_Extracted data_:

↓↓↓

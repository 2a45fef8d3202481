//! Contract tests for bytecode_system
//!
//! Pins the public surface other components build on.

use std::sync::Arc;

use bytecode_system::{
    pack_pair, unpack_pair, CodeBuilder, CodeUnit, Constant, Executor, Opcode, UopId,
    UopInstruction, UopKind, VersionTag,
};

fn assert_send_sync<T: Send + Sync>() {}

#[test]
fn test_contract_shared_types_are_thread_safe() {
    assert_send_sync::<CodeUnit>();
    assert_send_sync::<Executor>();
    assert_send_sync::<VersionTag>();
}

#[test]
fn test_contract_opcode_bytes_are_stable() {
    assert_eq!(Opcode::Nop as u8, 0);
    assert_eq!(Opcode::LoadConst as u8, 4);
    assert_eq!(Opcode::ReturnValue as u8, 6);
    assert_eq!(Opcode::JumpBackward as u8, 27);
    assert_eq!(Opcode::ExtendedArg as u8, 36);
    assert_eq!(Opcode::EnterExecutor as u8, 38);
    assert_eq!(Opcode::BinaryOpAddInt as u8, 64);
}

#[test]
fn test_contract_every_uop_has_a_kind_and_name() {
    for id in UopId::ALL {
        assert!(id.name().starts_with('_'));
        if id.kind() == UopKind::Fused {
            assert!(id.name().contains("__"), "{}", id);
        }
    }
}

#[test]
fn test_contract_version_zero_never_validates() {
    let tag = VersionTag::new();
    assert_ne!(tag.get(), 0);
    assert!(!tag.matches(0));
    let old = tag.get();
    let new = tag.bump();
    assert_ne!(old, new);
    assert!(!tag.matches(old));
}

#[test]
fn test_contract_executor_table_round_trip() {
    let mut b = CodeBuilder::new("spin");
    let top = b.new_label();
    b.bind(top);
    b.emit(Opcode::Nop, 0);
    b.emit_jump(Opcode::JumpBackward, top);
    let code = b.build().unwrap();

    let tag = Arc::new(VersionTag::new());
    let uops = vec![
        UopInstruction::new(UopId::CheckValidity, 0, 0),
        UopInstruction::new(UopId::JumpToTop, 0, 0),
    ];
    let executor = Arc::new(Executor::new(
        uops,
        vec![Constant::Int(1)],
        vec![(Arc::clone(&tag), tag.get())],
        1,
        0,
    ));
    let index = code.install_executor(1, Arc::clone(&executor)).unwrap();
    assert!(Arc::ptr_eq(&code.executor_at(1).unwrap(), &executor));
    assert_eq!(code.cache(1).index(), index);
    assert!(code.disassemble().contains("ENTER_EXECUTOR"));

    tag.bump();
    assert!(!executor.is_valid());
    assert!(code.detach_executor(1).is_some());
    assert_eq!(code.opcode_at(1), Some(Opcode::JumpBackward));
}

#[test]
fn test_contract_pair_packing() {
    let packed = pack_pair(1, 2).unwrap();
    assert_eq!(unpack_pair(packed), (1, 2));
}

↑↑↑
↓↓↓

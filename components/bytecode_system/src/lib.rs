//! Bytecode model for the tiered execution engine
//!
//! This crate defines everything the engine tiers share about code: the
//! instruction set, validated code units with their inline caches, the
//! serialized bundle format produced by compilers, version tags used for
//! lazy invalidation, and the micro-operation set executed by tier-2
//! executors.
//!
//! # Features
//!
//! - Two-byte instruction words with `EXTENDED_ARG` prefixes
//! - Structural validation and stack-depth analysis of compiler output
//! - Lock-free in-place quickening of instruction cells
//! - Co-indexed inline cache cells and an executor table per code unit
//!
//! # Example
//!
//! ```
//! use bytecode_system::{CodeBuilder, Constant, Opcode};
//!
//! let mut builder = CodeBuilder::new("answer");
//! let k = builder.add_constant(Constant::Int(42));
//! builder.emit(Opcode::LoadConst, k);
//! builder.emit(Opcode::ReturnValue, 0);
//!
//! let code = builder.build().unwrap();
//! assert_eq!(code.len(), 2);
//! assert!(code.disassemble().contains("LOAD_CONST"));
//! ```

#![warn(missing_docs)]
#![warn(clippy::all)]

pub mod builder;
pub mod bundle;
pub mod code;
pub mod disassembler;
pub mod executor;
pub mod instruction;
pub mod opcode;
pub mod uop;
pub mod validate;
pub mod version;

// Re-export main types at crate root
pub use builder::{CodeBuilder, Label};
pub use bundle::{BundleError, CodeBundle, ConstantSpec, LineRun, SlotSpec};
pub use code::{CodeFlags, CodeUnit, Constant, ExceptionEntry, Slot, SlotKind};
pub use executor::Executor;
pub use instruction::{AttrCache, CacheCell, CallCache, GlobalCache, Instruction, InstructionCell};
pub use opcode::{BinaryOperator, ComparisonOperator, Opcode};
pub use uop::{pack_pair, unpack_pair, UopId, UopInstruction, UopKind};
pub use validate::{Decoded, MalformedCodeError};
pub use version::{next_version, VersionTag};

↑↑↑
↓↓↓

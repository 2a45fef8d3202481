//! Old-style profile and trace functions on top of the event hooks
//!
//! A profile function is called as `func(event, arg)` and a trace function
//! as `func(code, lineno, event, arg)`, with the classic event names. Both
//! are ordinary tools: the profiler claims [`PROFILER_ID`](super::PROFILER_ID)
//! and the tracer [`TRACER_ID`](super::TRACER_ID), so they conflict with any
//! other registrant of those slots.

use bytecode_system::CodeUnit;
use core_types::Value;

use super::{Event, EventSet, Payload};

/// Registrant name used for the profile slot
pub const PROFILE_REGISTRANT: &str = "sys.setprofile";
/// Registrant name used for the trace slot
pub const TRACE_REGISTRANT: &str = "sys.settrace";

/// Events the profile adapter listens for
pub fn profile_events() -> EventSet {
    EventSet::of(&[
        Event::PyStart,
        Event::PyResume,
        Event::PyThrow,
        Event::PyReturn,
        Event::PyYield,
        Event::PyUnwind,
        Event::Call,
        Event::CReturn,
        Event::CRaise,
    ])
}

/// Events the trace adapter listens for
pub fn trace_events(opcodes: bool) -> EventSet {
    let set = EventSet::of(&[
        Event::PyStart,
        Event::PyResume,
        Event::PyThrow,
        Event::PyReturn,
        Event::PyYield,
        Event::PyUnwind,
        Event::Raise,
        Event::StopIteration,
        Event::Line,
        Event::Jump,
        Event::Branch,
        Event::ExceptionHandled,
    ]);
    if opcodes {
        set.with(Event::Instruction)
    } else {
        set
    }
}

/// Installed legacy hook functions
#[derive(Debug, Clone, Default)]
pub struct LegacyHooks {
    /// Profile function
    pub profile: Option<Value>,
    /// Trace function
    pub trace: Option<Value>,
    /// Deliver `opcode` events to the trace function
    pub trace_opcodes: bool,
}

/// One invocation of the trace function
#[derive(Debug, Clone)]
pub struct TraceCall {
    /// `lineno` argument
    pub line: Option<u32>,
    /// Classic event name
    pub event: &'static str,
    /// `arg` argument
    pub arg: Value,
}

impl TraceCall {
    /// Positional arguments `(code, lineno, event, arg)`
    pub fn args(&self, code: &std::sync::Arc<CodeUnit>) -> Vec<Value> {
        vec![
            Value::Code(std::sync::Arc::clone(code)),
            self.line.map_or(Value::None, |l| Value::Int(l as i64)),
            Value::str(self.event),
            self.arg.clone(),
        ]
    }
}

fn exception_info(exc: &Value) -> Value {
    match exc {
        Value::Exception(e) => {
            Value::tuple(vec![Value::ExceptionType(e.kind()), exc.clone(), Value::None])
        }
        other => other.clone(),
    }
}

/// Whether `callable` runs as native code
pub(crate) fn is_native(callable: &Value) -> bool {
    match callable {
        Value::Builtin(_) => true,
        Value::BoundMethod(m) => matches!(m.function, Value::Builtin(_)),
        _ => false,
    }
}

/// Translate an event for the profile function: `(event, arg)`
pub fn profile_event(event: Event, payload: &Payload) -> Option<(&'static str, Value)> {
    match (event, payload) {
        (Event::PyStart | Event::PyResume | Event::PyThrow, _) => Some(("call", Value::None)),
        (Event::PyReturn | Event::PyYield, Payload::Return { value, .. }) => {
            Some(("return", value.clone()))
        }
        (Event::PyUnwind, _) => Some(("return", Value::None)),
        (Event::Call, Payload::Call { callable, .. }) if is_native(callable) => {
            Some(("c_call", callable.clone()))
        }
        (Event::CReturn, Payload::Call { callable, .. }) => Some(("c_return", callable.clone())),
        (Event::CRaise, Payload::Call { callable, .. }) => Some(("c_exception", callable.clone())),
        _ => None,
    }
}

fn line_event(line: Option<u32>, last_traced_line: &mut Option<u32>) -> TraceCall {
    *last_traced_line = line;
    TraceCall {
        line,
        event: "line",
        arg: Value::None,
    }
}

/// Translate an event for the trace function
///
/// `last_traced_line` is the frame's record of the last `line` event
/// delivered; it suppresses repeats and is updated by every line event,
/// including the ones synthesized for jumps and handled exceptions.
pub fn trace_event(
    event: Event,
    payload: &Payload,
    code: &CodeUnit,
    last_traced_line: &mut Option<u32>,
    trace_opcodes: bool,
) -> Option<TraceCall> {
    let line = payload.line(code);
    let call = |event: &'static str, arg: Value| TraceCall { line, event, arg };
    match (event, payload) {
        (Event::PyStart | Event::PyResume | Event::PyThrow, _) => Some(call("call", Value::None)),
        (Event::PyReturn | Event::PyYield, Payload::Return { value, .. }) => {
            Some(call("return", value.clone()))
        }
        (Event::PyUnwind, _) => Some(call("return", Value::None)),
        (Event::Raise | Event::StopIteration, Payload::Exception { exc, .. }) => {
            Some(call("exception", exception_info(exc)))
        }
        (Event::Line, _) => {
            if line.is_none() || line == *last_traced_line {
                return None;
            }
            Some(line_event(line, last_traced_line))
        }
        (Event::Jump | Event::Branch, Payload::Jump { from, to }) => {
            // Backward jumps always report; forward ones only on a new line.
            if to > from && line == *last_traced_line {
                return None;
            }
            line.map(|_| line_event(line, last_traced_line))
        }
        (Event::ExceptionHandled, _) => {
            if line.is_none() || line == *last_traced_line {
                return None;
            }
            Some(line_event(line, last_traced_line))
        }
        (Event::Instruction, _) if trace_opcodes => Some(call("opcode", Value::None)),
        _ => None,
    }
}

↑↑↑

_Your task_: Each line in the listing above that includes the word "matches" needs to be copied out.

_Answer box_:
    assert!(!tag.matches(0));
    assert!(!tag.matches(old));
        Value::BoundMethod(m) => matches!(m.function, Value::Builtin(_)),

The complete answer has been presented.